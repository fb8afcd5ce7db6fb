//! Sampling grid generation.
//!
//! Turns a center coordinate, a radius and a grid size into an evenly
//! spaced, row-major list of sample coordinates. Rows step latitude from
//! south to north; columns step longitude from west to east.
//!
//! Every generated point is a valid coordinate. Longitudes past the
//! antimeridian wrap into [-180, 180], latitudes past a pole are clamped
//! to [`MAX_LATITUDE`], and the longitude half-span never exceeds 180°.

use crate::models::{Coordinate, GridPoint, GridSize};
use tracing::debug;

/// Kilometers per degree of latitude.
pub const KM_PER_DEGREE: f64 = 111.32;

/// Largest absolute latitude a grid point may take.
pub const MAX_LATITUDE: f64 = 89.9999;

/// Half-extent of the grid in degrees.
#[derive(Debug, Clone, Copy, PartialEq)]
pub struct DegreeSpan {
    pub lat: f64,
    pub lng: f64,
}

impl DegreeSpan {
    /// Convert a radius in kilometers to degrees around `center`.
    ///
    /// Longitude degrees shrink by cos(latitude) away from the equator.
    pub fn from_radius_km(center: Coordinate, radius_km: f64) -> Self {
        let lat = radius_km / KM_PER_DEGREE;
        let lng = radius_km / (KM_PER_DEGREE * center.lat.to_radians().cos());
        Self {
            lat,
            lng: lng.min(180.0),
        }
    }
}

/// Generates sample coordinates for one grid geometry.
#[derive(Debug, Clone, Copy)]
pub struct GridSampler {
    center: Coordinate,
    span: DegreeSpan,
    size: GridSize,
}

impl GridSampler {
    /// `radius_km` must already be normalized to kilometers.
    pub fn new(center: Coordinate, radius_km: f64, size: GridSize) -> Self {
        Self {
            center,
            span: DegreeSpan::from_radius_km(center, radius_km),
            size,
        }
    }

    pub fn span(&self) -> DegreeSpan {
        self.span
    }

    /// Produce `rows * cols` points in row-major order.
    pub fn points(&self) -> Vec<GridPoint> {
        let lats = axis(self.center.lat, self.span.lat, self.size.rows);
        let lngs = axis(self.center.lng, self.span.lng, self.size.cols);

        let mut points = Vec::with_capacity(self.size.point_count());
        for (row, &lat) in (0u32..).zip(&lats) {
            for (col, &lng) in (0u32..).zip(&lngs) {
                points.push(GridPoint {
                    row,
                    col,
                    coordinate: Coordinate::new(clamp_latitude(lat), wrap_longitude(lng)),
                });
            }
        }

        debug!(
            "Generated {} grid points around {} (span {:.5}°, {:.5}°)",
            points.len(),
            self.center,
            self.span.lat,
            self.span.lng
        );

        points
    }
}

/// Convenience wrapper around [`GridSampler`].
pub fn generate_grid_points(center: Coordinate, radius_km: f64, size: GridSize) -> Vec<GridPoint> {
    GridSampler::new(center, radius_km, size).points()
}

/// Clamp to just inside the poles. In-range values are returned unchanged.
fn clamp_latitude(lat: f64) -> f64 {
    lat.clamp(-MAX_LATITUDE, MAX_LATITUDE)
}

/// Wrap into [-180, 180]. In-range values are returned unchanged.
fn wrap_longitude(lng: f64) -> f64 {
    if (-180.0..=180.0).contains(&lng) {
        lng
    } else {
        (lng + 540.0).rem_euclid(360.0) - 180.0
    }
}

/// Evenly spaced values over `[mid - half, mid + half]`, both ends included.
///
/// A single sample sits at `mid`.
fn axis(mid: f64, half: f64, count: u32) -> Vec<f64> {
    if count <= 1 {
        return vec![mid];
    }

    let start = mid - half;
    let step = (2.0 * half) / f64::from(count - 1);
    (0..count)
        .map(|i| {
            if i == count - 1 {
                mid + half
            } else {
                start + step * f64::from(i)
            }
        })
        .collect()
}

#[cfg(test)]
mod tests {
    use super::*;

    const EPS: f64 = 1e-9;

    fn size(rows: u32, cols: u32) -> GridSize {
        GridSize::new(rows, cols).unwrap()
    }

    #[test]
    fn test_point_count_and_extremes() {
        let center = Coordinate::new(37.7749, -122.4194);
        let sampler = GridSampler::new(center, 5.0, size(3, 4));
        let span = sampler.span();
        let points = sampler.points();

        assert_eq!(points.len(), 12);

        let first = points.first().unwrap().coordinate;
        assert!((first.lat - (center.lat - span.lat)).abs() < EPS);
        assert!((first.lng - (center.lng - span.lng)).abs() < EPS);

        let last = points.last().unwrap().coordinate;
        assert!((last.lat - (center.lat + span.lat)).abs() < EPS);
        assert!((last.lng - (center.lng + span.lng)).abs() < EPS);
    }

    #[test]
    fn test_row_major_order() {
        let points = generate_grid_points(Coordinate::new(10.0, 20.0), 3.0, size(2, 3));
        let order: Vec<(u32, u32)> = points.iter().map(|p| (p.row, p.col)).collect();
        assert_eq!(order, vec![(0, 0), (0, 1), (0, 2), (1, 0), (1, 1), (1, 2)]);

        // Within a row only longitude moves.
        assert_eq!(points[0].coordinate.lat, points[2].coordinate.lat);
        assert!(points[0].coordinate.lng < points[1].coordinate.lng);
        assert!(points[0].coordinate.lat < points[3].coordinate.lat);
    }

    #[test]
    fn test_single_point_is_center() {
        let center = Coordinate::new(51.5074, -0.1278);
        let points = generate_grid_points(center, 10.0, size(1, 1));
        assert_eq!(points.len(), 1);
        assert_eq!(points[0].coordinate, center);
    }

    #[test]
    fn test_single_row_or_column_uses_axis_center() {
        let center = Coordinate::new(40.0, -74.0);

        let row = generate_grid_points(center, 2.0, size(1, 5));
        assert_eq!(row.len(), 5);
        assert!(row.iter().all(|p| p.coordinate.lat == center.lat));
        assert!(row.iter().all(|p| p.coordinate.lng.is_finite()));

        let column = generate_grid_points(center, 2.0, size(4, 1));
        assert_eq!(column.len(), 4);
        assert!(column.iter().all(|p| p.coordinate.lng == center.lng));
    }

    #[test]
    fn test_longitude_correction() {
        let equator = DegreeSpan::from_radius_km(Coordinate::new(0.0, 0.0), 5.0);
        assert!((equator.lat - 5.0 / KM_PER_DEGREE).abs() < EPS);
        assert!((equator.lng - equator.lat).abs() < EPS);

        let mid = DegreeSpan::from_radius_km(Coordinate::new(45.0, 0.0), 5.0);
        let north = DegreeSpan::from_radius_km(Coordinate::new(70.0, 0.0), 5.0);
        let south = DegreeSpan::from_radius_km(Coordinate::new(-70.0, 0.0), 5.0);

        // Degrees of longitude per km grow toward the poles, so the
        // span in degrees widens while ground spacing stays fixed.
        assert!(mid.lng > equator.lng);
        assert!(north.lng > mid.lng);
        assert!((north.lng - south.lng).abs() < EPS);
        assert!((mid.lat - equator.lat).abs() < EPS);
    }

    #[test]
    fn test_ground_spacing_constant_across_latitudes() {
        // Longitude step in km is the same at 0° and 60°.
        let step_km = |lat: f64| {
            let pts = generate_grid_points(Coordinate::new(lat, 0.0), 4.0, size(1, 3));
            let dlng = pts[1].coordinate.lng - pts[0].coordinate.lng;
            dlng * KM_PER_DEGREE * lat.to_radians().cos()
        };
        assert!((step_km(0.0) - 4.0).abs() < 1e-6);
        assert!((step_km(60.0) - 4.0).abs() < 1e-6);
    }

    fn invalid_points(points: &[GridPoint]) -> Vec<Coordinate> {
        points
            .iter()
            .map(|p| p.coordinate)
            .filter(|c| c.validate().is_err())
            .collect()
    }

    #[test]
    fn test_antimeridian_wraps_longitude() {
        let points = generate_grid_points(Coordinate::new(10.0, 179.99), 5.0, size(3, 3));
        assert!(invalid_points(&points).is_empty(), "{:?}", invalid_points(&points));

        // The east column lands just past -180 instead of past +180.
        let east = points[2].coordinate.lng;
        assert!(east < -179.9, "east column at {}", east);
        assert!((points[1].coordinate.lng - 179.99).abs() < EPS);

        let west = generate_grid_points(Coordinate::new(-45.0, -179.995), 3.0, size(1, 3));
        assert!(invalid_points(&west).is_empty());
        assert!(west[0].coordinate.lng > 179.9);
    }

    #[test]
    fn test_near_pole_clamps_latitude() {
        let points = generate_grid_points(Coordinate::new(89.9, 0.0), 50.0, size(3, 3));
        assert!(invalid_points(&points).is_empty(), "{:?}", invalid_points(&points));
        assert!(points.iter().all(|p| p.coordinate.lat <= MAX_LATITUDE));

        let south = generate_grid_points(Coordinate::new(-89.95, 120.0), 20.0, size(5, 5));
        assert!(invalid_points(&south).is_empty());
        assert!(south.iter().all(|p| p.coordinate.lat >= -MAX_LATITUDE));
    }

    #[test]
    fn test_longitude_span_capped() {
        let span = DegreeSpan::from_radius_km(Coordinate::new(89.99, 0.0), 50.0);
        assert_eq!(span.lng, 180.0);
    }

    #[test]
    fn test_deterministic() {
        let center = Coordinate::new(-33.8688, 151.2093);
        let a = generate_grid_points(center, 7.5, size(5, 5));
        let b = generate_grid_points(center, 7.5, size(5, 5));
        assert_eq!(a, b);
    }
}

***

*Activity*. Whenever a line of the entries contains the string "west", copy that line.

*Solution to this exercise*.
//! south to north; columns step longitude from west to east.
        let west = generate_grid_points(Coordinate::new(-45.0, -179.995), 3.0, size(1, 3));
        assert!(invalid_points(&west).is_empty());
        assert!(west[0].coordinate.lng > 179.9);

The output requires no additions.